Early this morning, Glenn Kessler, the Washington Post's designated fact-checker gave the left's claims that Republicans alone were responsible for alleged "cuts" to Ebola research four Pinocchios (i.e., a "whopper"). That's nice, but it hardly undoes the damage news outlets like the Associated Press have inflicted on the truth in the apparent name of ginning up resentment among low-information voters. I'll get to that, but first, here are the key passages from Kessler's critique, which essentially gets down to who's responsible for sequestration (the correct answer is that it was President Obama and the White House; bolds are mine throughout this post):
The absurd claim that only Republicans are to blame for cuts to Ebola research

Generally, Congress gave the NIH about what the president requested — sometimes more, sometimes less. In 2013, for instance, Congress gave the NIH more than what the White House had requested, but then $1.5 billion was taken away by sequestration.

Whose idea was sequestration? It was originally a White House proposal, designed to force Congress to either swallow painful cuts or boost taxes. The law mandating sequestration passed on a bipartisan vote — and then Republicans embraced it even more strongly when they could not reach a grand budget deal with President Obama.

For fiscal year 2015, the documents show, it was the Obama White House that proposed to cut the NIH’s budget from the previous year. Moreover, we should note that President George W. Bush, a Republican, is responsible for significantly boosting NIH’s funding in the early years of his presidency.

... Obama’s Republican predecessor oversaw big increases in public-health sector spending, and both Democrats and Republicans in recent years have broadly supported efforts to rein in federal spending. Sequestration resulted from a bipartisan agreement. In some years, Congress has allocated more money for NIH and CDC than the Obama administration requested. Meanwhile, contrary to the suggestion of the DCCC ad, there never was a specific vote on funding to prevent Ebola.

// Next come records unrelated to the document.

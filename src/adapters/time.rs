//! Monotonic time.
//!
//! - **`target_os = "espidf"`**: `esp_timer_get_time()`, microseconds
//!   since boot from the ESP-IDF high-resolution timer.
//! - **host**: `std::time::Instant` measured from the first call in the
//!   process, for tests and simulation.

use crate::app::ports::Clock;

/// Microseconds since boot.
#[cfg(target_os = "espidf")]
pub fn uptime_us() -> u64 {
    (unsafe { esp_idf_svc::sys::esp_timer_get_time() }) as u64
}

/// Microseconds since the first call in this process.
#[cfg(not(target_os = "espidf"))]
pub fn uptime_us() -> u64 {
    use std::sync::OnceLock;
    use std::time::Instant;

    static BOOT: OnceLock<Instant> = OnceLock::new();
    BOOT.get_or_init(Instant::now).elapsed().as_micros() as u64
}

pub fn uptime_ms() -> u64 {
    uptime_us() / 1000
}

/// [`Clock`] backed by the system monotonic timer.
#[derive(Debug, Clone, Copy, Default)]
pub struct MonotonicClock;

impl MonotonicClock {
    pub fn new() -> Self {
        Self
    }
}

impl Clock for MonotonicClock {
    fn uptime_us(&self) -> u64 {
        uptime_us()
    }
}
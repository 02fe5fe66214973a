//! RGB status LED driver.
//!
//! A single WS2812 ("NeoPixel") on [`LED_GPIO`](crate::pins::LED_GPIO).
//!
//! ## Dual-target design
//!
//! On ESP-IDF: one RMT TX channel clocks out the 24-bit GRB frame.
//! On host/test: [`SimLed`] records every colour set.

use crate::app::ports::{Rgb, RgbLed};

#[cfg(target_os = "espidf")]
pub use esp::NeoPixelLed;

#[cfg(target_os = "espidf")]
mod esp {
    use core::time::Duration;

    use esp_idf_hal::gpio::OutputPin;
    use esp_idf_hal::peripheral::Peripheral;
    use esp_idf_hal::rmt::config::TransmitConfig;
    use esp_idf_hal::rmt::{FixedLengthSignal, PinState, Pulse, RmtChannel, TxRmtDriver};
    use log::warn;

    use crate::app::ports::{Rgb, RgbLed};

    /// WS2812 bit timings.
    const T0H_NS: u64 = 350;
    const T0L_NS: u64 = 800;
    const T1H_NS: u64 = 700;
    const T1L_NS: u64 = 600;

    pub struct NeoPixelLed<'d> {
        tx: TxRmtDriver<'d>,
        zero: (Pulse, Pulse),
        one: (Pulse, Pulse),
        current: Rgb,
    }

    impl<'d> NeoPixelLed<'d> {
        pub fn new<C: RmtChannel>(
            channel: impl Peripheral<P = C> + 'd,
            pin: impl Peripheral<P = impl OutputPin> + 'd,
        ) -> anyhow::Result<Self> {
            let config = TransmitConfig::new().clock_divider(1);
            let tx = TxRmtDriver::new(channel, pin, &config)?;
            let hz = tx.counter_clock()?;
            let pulse = |state, ns| Pulse::new_with_duration(hz, state, &Duration::from_nanos(ns));
            let zero = (pulse(PinState::High, T0H_NS)?, pulse(PinState::Low, T0L_NS)?);
            let one = (pulse(PinState::High, T1H_NS)?, pulse(PinState::Low, T1L_NS)?);
            let mut led = Self {
                tx,
                zero,
                one,
                current: (0, 0, 0),
            };
            led.set_colour((0, 0, 0));
            Ok(led)
        }

        fn write(&mut self, (r, g, b): Rgb) -> anyhow::Result<()> {
            let grb = (u32::from(g) << 16) | (u32::from(r) << 8) | u32::from(b);
            let mut signal = FixedLengthSignal::<24>::new();
            for i in 0..24 {
                let bit = grb & (1 << (23 - i)) != 0;
                signal.set(i, if bit { &self.one } else { &self.zero })?;
            }
            self.tx.start_blocking(&signal)?;
            Ok(())
        }
    }

    impl RgbLed for NeoPixelLed<'_> {
        fn set_colour(&mut self, colour: Rgb) {
            match self.write(colour) {
                Ok(()) => self.current = colour,
                Err(e) => warn!("LED: RMT write failed: {}", e),
            }
        }
    }
}

/// Host LED: remembers the current colour and the full history.
#[derive(Debug, Default)]
pub struct SimLed {
    current: Rgb,
    history: Vec<Rgb>,
}

impl SimLed {
    pub fn new() -> Self {
        Self::default()
    }

    pub fn current_colour(&self) -> Rgb {
        self.current
    }

    pub fn history(&self) -> &[Rgb] {
        &self.history
    }
}

impl RgbLed for SimLed {
    fn set_colour(&mut self, colour: Rgb) {
        self.current = colour;
        self.history.push(colour);
    }
}
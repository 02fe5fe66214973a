//! JSON codec for telemetry, control messages and replies.
//!
//! Inbound control message (flat object, both keys optional):
//! ```text
//! {"config": "get" | {<top-level keys to merge>},
//!  "sensor": "get" | {<name>: {"reader_id": .., "kwargs": {..}}, ..}}
//! ```
//! Outbound:
//! ```text
//! telemetry  {"firmware": .., "_id": .., <sensor>: <value|error|timed>, ..}\n
//! reply      {"config": {<full config>}[, "error": ".."]}\n
//! ```

use log::error;
use serde_json::{Map, Value};

use crate::config::{Config, SensorDescriptor, SensorMap};
use crate::error::DecodeError;
use crate::sensors::TelemetryRecord;

/// A `"config"` or `"sensor"` request.
#[derive(Debug, Clone, PartialEq)]
pub enum Command<T> {
    /// Report the current configuration.
    Get,
    Set(T),
}

/// One decoded RX write.
#[derive(Debug, Clone, PartialEq, Default)]
pub struct ControlMessage {
    /// Shallow merge patch for the whole config.
    pub config: Option<Command<Map<String, Value>>>,
    /// Per-sensor upserts.
    pub sensor: Option<Command<SensorMap>>,
}

impl ControlMessage {
    /// Neither key present: nothing to do, nothing to reply.
    pub fn is_empty(&self) -> bool {
        self.config.is_none() && self.sensor.is_none()
    }
}

pub fn decode_control(bytes: &[u8]) -> Result<ControlMessage, DecodeError> {
    let text = core::str::from_utf8(bytes).map_err(|_| DecodeError::InvalidUtf8)?;
    let text = text.trim();
    if text.is_empty() {
        return Err(DecodeError::Empty);
    }

    let Value::Object(mut doc) = serde_json::from_str::<Value>(text)? else {
        return Err(DecodeError::Json("expected a JSON object".into()));
    };

    let config = match doc.remove("config") {
        None => None,
        Some(value) => Some(command(value, "config")?),
    };

    let sensor = match doc.remove("sensor") {
        None => None,
        Some(value) => Some(match command(value, "sensor")? {
            Command::Get => Command::Get,
            Command::Set(entries) => Command::Set(sensor_map(entries)?),
        }),
    };

    Ok(ControlMessage { config, sensor })
}

/// `"get"` or an object; anything else is malformed.
fn command(value: Value, key: &str) -> Result<Command<Map<String, Value>>, DecodeError> {
    match value {
        Value::String(s) if s == "get" => Ok(Command::Get),
        Value::Object(map) => Ok(Command::Set(map)),
        other => Err(DecodeError::Json(format!(
            "'{key}' must be \"get\" or an object, got {other}"
        ))),
    }
}

fn sensor_map(entries: Map<String, Value>) -> Result<SensorMap, DecodeError> {
    let mut sensors = SensorMap::new();
    for (name, value) in entries {
        let mut descriptor: SensorDescriptor = serde_json::from_value(value)
            .map_err(|e| DecodeError::Json(format!("sensor '{name}': {e}")))?;
        descriptor.name.clone_from(&name);
        sensors
            .insert(name, descriptor)
            .map_err(|_| DecodeError::Json("too many sensors in one message".into()))?;
    }
    Ok(sensors)
}

/// Compact JSON plus the newline frame terminator.
pub fn encode_telemetry(record: &TelemetryRecord) -> String {
    match serde_json::to_string(record) {
        Ok(mut line) => {
            line.push('\n');
            line
        }
        Err(e) => {
            error!("TELEM: record not serialisable: {}", e);
            String::from("{}\n")
        }
    }
}

/// `{"config": <full config>}`, with `"error"` when the request was
/// rejected or could not be persisted.
pub fn encode_reply(config: &Config, error: Option<&str>) -> String {
    let mut reply = Map::new();
    match serde_json::to_value(config) {
        Ok(doc) => {
            reply.insert("config".into(), doc);
        }
        Err(e) => {
            error!("CFG: config not serialisable: {}", e);
            reply.insert("config".into(), Value::Null);
        }
    }
    if let Some(msg) = error {
        reply.insert("error".into(), Value::String(msg.into()));
    }
    let mut line = Value::Object(reply).to_string();
    line.push('\n');
    line
}
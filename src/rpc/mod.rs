//! Wire protocol over the BLE UART characteristics.
//!
//! Newline-terminated UTF-8 JSON objects in both directions.
//!
//! ```text
//! ┌──────────────────────────────────────────────────────────┐
//! │  RX write ──▶ decode_control ──▶ BoardController         │
//! │                                      │ set_config /      │
//! │                                      │ set_sensors       │
//! │  TX notify ◀── encode_reply ◀────────┘                   │
//! │  TX notify ◀── encode_telemetry ◀── SensorRegistry::poll │
//! └──────────────────────────────────────────────────────────┘
//! ```

pub mod codec;
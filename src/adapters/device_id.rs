//! Device identity.
//!
//! A 16-character alphanumeric identifier generated from the hardware RNG
//! on first boot and written once to its own blob.  Every later boot reads
//! it back; it is never regenerated while the blob exists.  It is reported
//! as `_id` in every telemetry record.

use core::fmt;

use log::{info, warn};
use rand::Rng;
use rand::distributions::Alphanumeric;

use crate::app::ports::BlobStore;
use crate::error::IdentityError;

/// Blob holding the identifier.
pub const IDENTITY_BLOB: &str = "identity";

pub const DEVICE_ID_LEN: usize = 16;

pub type DeviceIdString = heapless::String<DEVICE_ID_LEN>;

#[derive(Debug, Clone, PartialEq, Eq)]
pub struct DeviceIdentity(DeviceIdString);

impl DeviceIdentity {
    /// Fresh random identifier.
    pub fn generate<R: Rng>(rng: &mut R) -> Self {
        let mut id = DeviceIdString::new();
        for _ in 0..DEVICE_ID_LEN {
            // Exactly DEVICE_ID_LEN pushes into a DEVICE_ID_LEN buffer.
            let _ = id.push(char::from(rng.sample(Alphanumeric)));
        }
        Self(id)
    }

    /// Accepts exactly 16 ASCII alphanumerics.
    pub fn parse(s: &str) -> Option<Self> {
        if s.len() != DEVICE_ID_LEN || !s.bytes().all(|b| b.is_ascii_alphanumeric()) {
            return None;
        }
        DeviceIdString::try_from(s).ok().map(Self)
    }

    /// Read the identity blob, creating it on first boot.
    ///
    /// A blob that exists but does not parse is reported as
    /// [`IdentityError::Corrupted`] and left untouched.
    pub fn load_or_create<S, R>(store: &mut S, rng: &mut R) -> Result<Self, IdentityError>
    where
        S: BlobStore + ?Sized,
        R: Rng,
    {
        if let Some(bytes) = store.read(IDENTITY_BLOB)? {
            let text = core::str::from_utf8(&bytes).map_err(|_| IdentityError::Corrupted)?;
            let id = Self::parse(text.trim()).ok_or(IdentityError::Corrupted)?;
            info!("ID: device identity {}", id);
            return Ok(id);
        }

        let id = Self::generate(rng);
        store.write(IDENTITY_BLOB, id.as_str().as_bytes())?;
        info!("ID: first boot, generated identity {}", id);
        Ok(id)
    }

    /// [`load_or_create`](Self::load_or_create), falling back to an
    /// unsaved identifier for this session when the slot is unusable.
    pub fn load_or_ephemeral<S, R>(store: &mut S, rng: &mut R) -> Self
    where
        S: BlobStore + ?Sized,
        R: Rng,
    {
        match Self::load_or_create(store, rng) {
            Ok(id) => id,
            Err(e) => {
                let id = Self::generate(rng);
                warn!("ID: {}; using ephemeral identity {} for this session", e, id);
                id
            }
        }
    }

    pub fn as_str(&self) -> &str {
        &self.0
    }
}

impl fmt::Display for DeviceIdentity {
    fn fmt(&self, f: &mut fmt::Formatter<'_>) -> fmt::Result {
        f.write_str(&self.0)
    }
}
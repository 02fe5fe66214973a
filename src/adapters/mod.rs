//! Adapters: concrete implementations of the hexagonal port traits.
//!
//! | Adapter     | Implements   | Connects to                        |
//! |-------------|--------------|------------------------------------|
//! | `ble`       | Radio        | Bluedroid GATT server (UART style) |
//! | `nvs`       | BlobStore    | NVS / in-memory store              |
//! | `fs_store`  | BlobStore    | VFS filesystem, write-then-rename  |
//! | `time`      | Clock        | ESP32 high-resolution timer        |
//! | `device_id` | -            | identity blob + hardware RNG       |

pub mod ble;
pub mod device_id;
pub mod fs_store;
pub mod nvs;
pub mod time;
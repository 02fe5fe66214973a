//! Filesystem blob store.
//!
//! One file per blob under a root directory.  Used on boards that mount a
//! flash filesystem (SPIFFS / LittleFS through the ESP-IDF VFS) and on the
//! host for simulation.
//!
//! Writes go to a hidden temp file in the same directory, are flushed and
//! `fsync`ed, then renamed over the destination.  A crash at any point
//! leaves either the old or the new contents, never a mix.

use std::fs::{self, File, OpenOptions};
use std::io::{ErrorKind, Write};
use std::path::{Path, PathBuf};

use log::debug;

use crate::app::ports::BlobStore;
use crate::error::StorageError;

pub struct FileBlobStore {
    root: PathBuf,
}

impl FileBlobStore {
    /// Store rooted at `root`; the directory is created if missing.
    pub fn open(root: impl Into<PathBuf>) -> Result<Self, StorageError> {
        let root = root.into();
        fs::create_dir_all(&root)?;
        Ok(Self { root })
    }

    pub fn root(&self) -> &Path {
        &self.root
    }

    fn path(&self, name: &str) -> Result<PathBuf, StorageError> {
        if name.is_empty()
            || name.starts_with('.')
            || name.contains(['/', '\\', '\0'])
        {
            return Err(StorageError::InvalidName);
        }
        Ok(self.root.join(name))
    }

    fn tmp_path(&self, name: &str) -> PathBuf {
        self.root.join(format!(".{name}.tmp"))
    }
}

impl BlobStore for FileBlobStore {
    fn read(&self, name: &str) -> Result<Option<Vec<u8>>, StorageError> {
        match fs::read(self.path(name)?) {
            Ok(bytes) => Ok(Some(bytes)),
            Err(e) if e.kind() == ErrorKind::NotFound => Ok(None),
            Err(e) => Err(e.into()),
        }
    }

    fn write(&mut self, name: &str, data: &[u8]) -> Result<(), StorageError> {
        let path = self.path(name)?;
        let tmp = self.tmp_path(name);

        let written = (|| -> std::io::Result<()> {
            let mut file = OpenOptions::new()
                .write(true)
                .create(true)
                .truncate(true)
                .open(&tmp)?;
            file.write_all(data)?;
            file.flush()?;
            file.sync_all()
        })();
        if let Err(e) = written {
            let _ = fs::remove_file(&tmp);
            return Err(e.into());
        }

        fs::rename(&tmp, &path)?;
        // Not every VFS supports opening a directory.
        if let Ok(dir) = File::open(&self.root) {
            let _ = dir.sync_all();
        }
        debug!("FS: wrote '{}' ({} bytes)", path.display(), data.len());
        Ok(())
    }

    fn remove(&mut self, name: &str) -> Result<(), StorageError> {
        match fs::remove_file(self.path(name)?) {
            Ok(()) => Ok(()),
            Err(e) if e.kind() == ErrorKind::NotFound => Ok(()),
            Err(e) => Err(e.into()),
        }
    }

    fn exists(&self, name: &str) -> bool {
        self.path(name).is_ok_and(|p| p.is_file())
    }
}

There’s no doubt that spending has been cut, or at least failed to keep pace with inflation, but the fingerprints of both parties are on the knives. This blame game earns Four Pinocchios.
The four Pinocchios are nice, but Kessler's "fingerprints of both parties are on the knives" lets congressional Democrats and the White House off of half the hook, when they deserve almost all of the blame because they own sequestration, and when they refuse to acknowledge significant increases early last decade. It also does nothing to the garbage the Associated Press's Charles Babington produced Monday evening. If a claim is objectively and obviously false, as Kessler has rightly concluded, it doesn't deserve to be treated as being on an equal footing with the truth. But that's exactly what Babington did:
DEMOCRATS SAY GOP BUDGET CUTS HURT EBOLA RESPONSE

Democrats are trying to gain a political edge on the Ebola front, saying Republican-driven spending cuts have hurt the nation's ability to fight the deadly disease.

It was pushback against Republicans who have accused President Barack Obama of doing too little to combat Ebola. Democrats say it's the GOP's steady push for less government spending that's hampering key agencies at a crucial time.

"Republicans voted to cut CDC's budget to fight Ebola," says a new Web ad aimed at GOP House candidates, and sponsored by the Democratic Congressional Campaign Committee. The CDC is the Centers for Disease Control and Prevention.

... Polls show Americans paying far more attention to Ebola than to the elections. Alarm rose Sunday on news that a Dallas nurse contracted the disease after treating a man who died after being exposed in Africa.

Health officials say a U.S. breakout is highly unlikely. But political campaigns often feed on hyperbole, fear and other emotions that might energize voters.
And Babington's helping the disinformation campaign along. His write-up should be massively corrected and enhanced, or pulled. Of course, it won't be.